Stored data:
__________________________________________________

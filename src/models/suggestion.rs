use serde::{Deserialize, Serialize};

use crate::error::ConversionError;
use crate::models::{Food, Nutrients, Portion};

/// A food and the portion of it actually being eaten.
#[derive(Debug, Clone, PartialEq, Serialize, Deserialize)]
pub struct MealItemChoice {
    pub food: Food,
    pub portion: Portion,
}

impl MealItemChoice {
    pub fn new(food: Food, portion: Portion) -> Self {
        Self { food, portion }
    }

    pub fn nutrients(&self) -> Result<Nutrients, ConversionError> {
        self.food.nutrients_for(&self.portion)
    }
}

/// Summed nutrients of several choices; fails on the first unconvertible one.
pub fn total_for(choices: &[MealItemChoice]) -> Result<Nutrients, ConversionError> {
    choices.iter().map(MealItemChoice::nutrients).sum()
}

/// A ranked substitute candidate. Lower `score` means closer to the target.
#[derive(Debug, Clone, PartialEq, Serialize)]
pub struct SubstituteSuggestion {
    pub food: Food,
    pub portion: Portion,
    pub nutrients: Nutrients,
    pub kcal: f64,
    pub delta_carbs: f64,
    pub delta_protein: f64,
    pub delta_fat: f64,
    /// Only computed when energy is part of the score.
    pub delta_kcal: Option<f64>,
    pub score: f64,
}

/// An approved substitute by id; resolved against the current catalog on read.
#[derive(Debug, Clone, PartialEq, Serialize, Deserialize)]
pub struct ApprovedPortion {
    pub food_id: String,
    pub portion: Portion,
}

impl ApprovedPortion {
    pub fn new(food_id: impl Into<String>, portion: Portion) -> Self {
        Self {
            food_id: food_id.into(),
            portion,
        }
    }

    /// Pair with `food`, which the caller looked up by `food_id`.
    pub fn with_food(&self, food: Food) -> MealItemChoice {
        MealItemChoice::new(food, self.portion.clone())
    }
}

/// Substitutes a clinician approved for one patient and one original food.
#[derive(Debug, Clone, PartialEq, Serialize, Deserialize)]
pub struct AllowedSubstitute {
    pub patient_id: String,
    pub original_food_id: String,
    pub substitutes: Vec<ApprovedPortion>,
}

impl AllowedSubstitute {
    pub fn new(patient_id: impl Into<String>, original_food_id: impl Into<String>) -> Self {
        Self {
            patient_id: patient_id.into(),
            original_food_id: original_food_id.into(),
            substitutes: Vec::new(),
        }
    }

    /// Insert `approved`, replacing any entry for the same substitute food.
    pub fn upsert(&mut self, approved: ApprovedPortion) {
        match self.substitutes.iter_mut().find(|a| a.food_id == approved.food_id) {
            Some(existing) => *existing = approved,
            None => self.substitutes.push(approved),
        }
    }

    /// Returns whether an entry was removed.
    pub fn remove(&mut self, substitute_food_id: &str) -> bool {
        let before = self.substitutes.len();
        self.substitutes.retain(|a| a.food_id != substitute_food_id);
        self.substitutes.len() != before
    }
}

#[cfg(test)]
mod tests {
    use super::*;
    use crate::models::BaseUnit;

    fn food(id: &str) -> Food {
        Food::new(id, id, BaseUnit::Per100G, Nutrients::macros(10.0, 10.0, 10.0))
    }

    #[test]
    fn test_total_for() {
        let choices = vec![
            MealItemChoice::new(food("a"), Portion::grams(100.0)),
            MealItemChoice::new(food("b"), Portion::grams(50.0)),
        ];
        let total = total_for(&choices).unwrap();
        assert!((total.protein - 15.0).abs() < 1e-9);
    }

    #[test]
    fn test_total_for_propagates_conversion_error() {
        let choices = vec![MealItemChoice::new(food("a"), Portion::milliliters(100.0))];
        assert!(total_for(&choices).is_err());
    }

    #[test]
    fn test_with_food_keeps_approved_portion() {
        let approved = ApprovedPortion::new("a", Portion::grams(40.0));
        let choice = approved.with_food(food("a"));
        assert_eq!(choice.food.id, "a");
        assert!((choice.nutrients().unwrap().carbs - 4.0).abs() < 1e-9);
    }

    #[test]
    fn test_upsert_replaces_same_food() {
        let mut allowed = AllowedSubstitute::new("p1", "rice");
        allowed.upsert(ApprovedPortion::new("a", Portion::grams(100.0)));
        allowed.upsert(ApprovedPortion::new("a", Portion::grams(80.0)));
        allowed.upsert(ApprovedPortion::new("b", Portion::grams(30.0)));

        assert_eq!(allowed.substitutes.len(), 2);
        assert_eq!(allowed.substitutes[0].portion, Portion::grams(80.0));
    }

    #[test]
    fn test_remove() {
        let mut allowed = AllowedSubstitute::new("p1", "rice");
        allowed.upsert(ApprovedPortion::new("a", Portion::grams(100.0)));
        assert!(!allowed.remove("zzz"));
        assert!(allowed.remove("a"));
        assert!(allowed.substitutes.is_empty());
    }
}
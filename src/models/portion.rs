use serde::{Deserialize, Serialize};

use crate::error::PortionError;

/// A human-scale serving, e.g. "2 tablespoons", with a known mass or volume.
///
/// At least one of the gram or milliliter equivalents is always present;
/// construction and deserialization both reject a portion without either.
#[derive(Debug, Clone, PartialEq, Serialize, Deserialize)]
#[serde(try_from = "PortionRecord")]
pub struct Portion {
    quantity: f64,
    unit: String,
    label: String,
    grams_equivalent: Option<f64>,
    milliliters_equivalent: Option<f64>,
}

#[derive(Deserialize)]
struct PortionRecord {
    quantity: f64,
    unit: String,
    label: String,
    #[serde(default)]
    grams_equivalent: Option<f64>,
    #[serde(default)]
    milliliters_equivalent: Option<f64>,
}

impl TryFrom<PortionRecord> for Portion {
    type Error = PortionError;

    fn try_from(r: PortionRecord) -> Result<Self, Self::Error> {
        Portion::new(
            r.quantity,
            r.unit,
            r.label,
            r.grams_equivalent,
            r.milliliters_equivalent,
        )
    }
}

impl Portion {
    pub fn new(
        quantity: f64,
        unit: impl Into<String>,
        label: impl Into<String>,
        grams_equivalent: Option<f64>,
        milliliters_equivalent: Option<f64>,
    ) -> Result<Self, PortionError> {
        let label = label.into();
        if grams_equivalent.is_none() && milliliters_equivalent.is_none() {
            return Err(PortionError::NoEquivalent(label));
        }
        Ok(Self {
            quantity,
            unit: unit.into(),
            label,
            grams_equivalent,
            milliliters_equivalent,
        })
    }

    /// A plain mass portion, e.g. `Portion::grams(100.0)` is "100 g".
    pub fn grams(grams: f64) -> Self {
        Self {
            quantity: grams,
            unit: "g".to_string(),
            label: format!("{} g", format_quantity(grams)),
            grams_equivalent: Some(grams),
            milliliters_equivalent: None,
        }
    }

    /// A plain volume portion.
    pub fn milliliters(ml: f64) -> Self {
        Self {
            quantity: ml,
            unit: "ml".to_string(),
            label: format!("{} ml", format_quantity(ml)),
            grams_equivalent: None,
            milliliters_equivalent: Some(ml),
        }
    }

    /// Same serving multiplied by `factor`; both equivalents scale with it.
    pub fn scaled(&self, factor: f64) -> Self {
        Self {
            quantity: self.quantity * factor,
            unit: self.unit.clone(),
            label: format!("{} x {}", format_quantity(factor), self.label),
            grams_equivalent: self.grams_equivalent.map(|g| g * factor),
            milliliters_equivalent: self.milliliters_equivalent.map(|ml| ml * factor),
        }
    }

    pub fn quantity(&self) -> f64 {
        self.quantity
    }

    pub fn unit(&self) -> &str {
        &self.unit
    }

    pub fn label(&self) -> &str {
        &self.label
    }

    pub fn grams_equivalent(&self) -> Option<f64> {
        self.grams_equivalent
    }

    pub fn milliliters_equivalent(&self) -> Option<f64> {
        self.milliliters_equivalent
    }
}

fn format_quantity(v: f64) -> String {
    if v.fract() == 0.0 {
        format!("{v:.0}")
    } else {
        format!("{v}")
    }
}
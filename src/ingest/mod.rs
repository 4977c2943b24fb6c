//! Nutrition-table ingestion: delimited text in, canonical foods out.

pub mod builder;
pub mod header;
pub mod loader;
pub mod numeric;
pub mod reader;

use std::fs;
use std::path::Path;

use serde::Serialize;
use tracing::info;

use crate::error::IngestionError;
use crate::models::Food;

pub use builder::{IdAllocator, build_foods};
pub use header::{ColumnMap, Field, normalize_key};
pub use loader::{CatalogLoader, LoadOutcome, PathSource, RawSource, TextSource};
pub use numeric::parse_number;
pub use reader::{CanonicalRow, detect_delimiter, read_rows};

/// Counts of the row-level problems ingestion recovers from.
#[derive(Debug, Clone, Default, PartialEq, Eq, Serialize)]
pub struct IngestionReport {
    pub rows_read: usize,
    pub rows_dropped_blank: usize,
    pub rows_unreadable: usize,
    pub values_defaulted: usize,
    pub duplicate_ids: usize,
}

/// Foods plus the row-level tally from one ingestion pass.
#[derive(Debug, Clone, Default)]
pub struct Ingested {
    pub foods: Vec<Food>,
    pub report: IngestionReport,
}

/// Parse a nutrition table into foods.
pub fn ingest(text: &str) -> Result<Vec<Food>, IngestionError> {
    ingest_with_report(text).map(|ingested| ingested.foods)
}

/// Like [`ingest`], also returning what was dropped or defaulted.
pub fn ingest_with_report(text: &str) -> Result<Ingested, IngestionError> {
    let mut report = IngestionReport::default();
    let rows = read_rows(text, &mut report)?;

    let mut ids = IdAllocator::default();
    let foods = build_foods(rows, &mut ids);
    report.duplicate_ids = ids.collisions();

    info!(
        foods = foods.len(),
        rows = report.rows_read,
        dropped = report.rows_dropped_blank,
        unreadable = report.rows_unreadable,
        defaulted = report.values_defaulted,
        duplicate_ids = report.duplicate_ids,
        "ingested nutrition table"
    );

    Ok(Ingested { foods, report })
}

/// Read and ingest a file. Input must be UTF-8.
pub fn ingest_path<P: AsRef<Path>>(path: P) -> Result<Ingested, IngestionError> {
    let bytes = fs::read(path)?;
    let text = String::from_utf8(bytes)?;
    ingest_with_report(&text)
}
use std::iter::Sum;
use std::ops::{Add, AddAssign, Mul};

use serde::{Deserialize, Serialize};

/// Atwater energy factors, kcal per gram.
pub const KCAL_PER_G_PROTEIN: f64 = 4.0;
pub const KCAL_PER_G_CARBS: f64 = 4.0;
pub const KCAL_PER_G_FAT: f64 = 9.0;

/// Nutrient vector for some quantity of food.
///
/// Macros and fiber are in grams; sodium, potassium, calcium, iron and
/// vitamin C are in milligrams. Addition and scaling are pointwise.
#[derive(Debug, Clone, Copy, Default, PartialEq, Serialize, Deserialize)]
pub struct Nutrients {
    pub protein: f64,
    pub carbs: f64,
    pub fat: f64,
    #[serde(default)]
    pub fiber: f64,
    #[serde(default)]
    pub sodium: f64,
    #[serde(default)]
    pub potassium: f64,
    #[serde(default)]
    pub calcium: f64,
    #[serde(default)]
    pub iron: f64,
    #[serde(default)]
    pub vitamin_c: f64,
}

impl Nutrients {
    /// Nutrients with only the three macros set.
    pub fn macros(protein: f64, carbs: f64, fat: f64) -> Self {
        Self {
            protein,
            carbs,
            fat,
            ..Self::default()
        }
    }

    /// Energy from macros only; fiber and micronutrients contribute nothing.
    #[inline]
    pub fn energy_kcal(&self) -> f64 {
        KCAL_PER_G_PROTEIN * self.protein
            + KCAL_PER_G_CARBS * self.carbs
            + KCAL_PER_G_FAT * self.fat
    }

    /// Copy with every field rounded to `decimals` places. Display only.
    pub fn rounded(&self, decimals: u32) -> Self {
        let factor = 10f64.powi(decimals as i32);
        self.map(|v| (v * factor).round() / factor)
    }

    fn map(self, f: impl Fn(f64) -> f64) -> Self {
        Self {
            protein: f(self.protein),
            carbs: f(self.carbs),
            fat: f(self.fat),
            fiber: f(self.fiber),
            sodium: f(self.sodium),
            potassium: f(self.potassium),
            calcium: f(self.calcium),
            iron: f(self.iron),
            vitamin_c: f(self.vitamin_c),
        }
    }
}

impl Add for Nutrients {
    type Output = Self;

    fn add(self, rhs: Self) -> Self {
        Self {
            protein: self.protein + rhs.protein,
            carbs: self.carbs + rhs.carbs,
            fat: self.fat + rhs.fat,
            fiber: self.fiber + rhs.fiber,
            sodium: self.sodium + rhs.sodium,
            potassium: self.potassium + rhs.potassium,
            calcium: self.calcium + rhs.calcium,
            iron: self.iron + rhs.iron,
            vitamin_c: self.vitamin_c + rhs.vitamin_c,
        }
    }
}

impl AddAssign for Nutrients {
    fn add_assign(&mut self, rhs: Self) {
        *self = *self + rhs;
    }
}

impl Mul<f64> for Nutrients {
    type Output = Self;

    fn mul(self, factor: f64) -> Self {
        self.map(|v| v * factor)
    }
}

impl Sum for Nutrients {
    fn sum<I: Iterator<Item = Self>>(iter: I) -> Self {
        iter.fold(Self::default(), Add::add)
    }
}

#[cfg(test)]
mod tests {
    use super::*;

    fn sample() -> Nutrients {
        Nutrients {
            protein: 20.0,
            carbs: 10.0,
            fat: 5.0,
            fiber: 2.0,
            sodium: 300.0,
            potassium: 150.0,
            calcium: 12.0,
            iron: 1.5,
            vitamin_c: 0.4,
        }
    }

    #[test]
    fn test_energy_uses_atwater_factors() {
        let n = sample();
        assert!((n.energy_kcal() - (80.0 + 40.0 + 45.0)).abs() < 1e-9);
    }

    #[test]
    fn test_energy_ignores_fiber_and_micros() {
        let a = Nutrients::macros(1.0, 1.0, 1.0);
        let mut b = a;
        b.fiber = 50.0;
        b.sodium = 900.0;
        assert_eq!(a.energy_kcal(), b.energy_kcal());
    }

    #[test]
    fn test_add_and_scale_are_pointwise() {
        let n = sample();
        let doubled = n * 2.0;
        assert_eq!(n + n, doubled);
        assert_eq!(doubled.sodium, 600.0);
        assert_eq!(doubled.vitamin_c, 0.8);
    }

    #[test]
    fn test_sum() {
        let total: Nutrients = vec![sample(), sample(), sample()].into_iter().sum();
        assert!((total.protein - 60.0).abs() < 1e-9);
        assert!((total.iron - 4.5).abs() < 1e-9);
    }

    #[test]
    fn test_rounded() {
        let n = Nutrients::macros(1.23456, 2.0049, 0.005);
        let r = n.rounded(2);
        assert_eq!(r.protein, 1.23);
        assert_eq!(r.carbs, 2.0);
        assert_eq!(r.fat, 0.01);
    }
}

__________________________________________________

Each line above that holds the string "PortionRecord" should be copied and shown.

#[serde(try_from = "PortionRecord")]
struct PortionRecord {
impl TryFrom<PortionRecord> for Portion {
    fn try_from(r: PortionRecord) -> Result<Self, Self::Error> {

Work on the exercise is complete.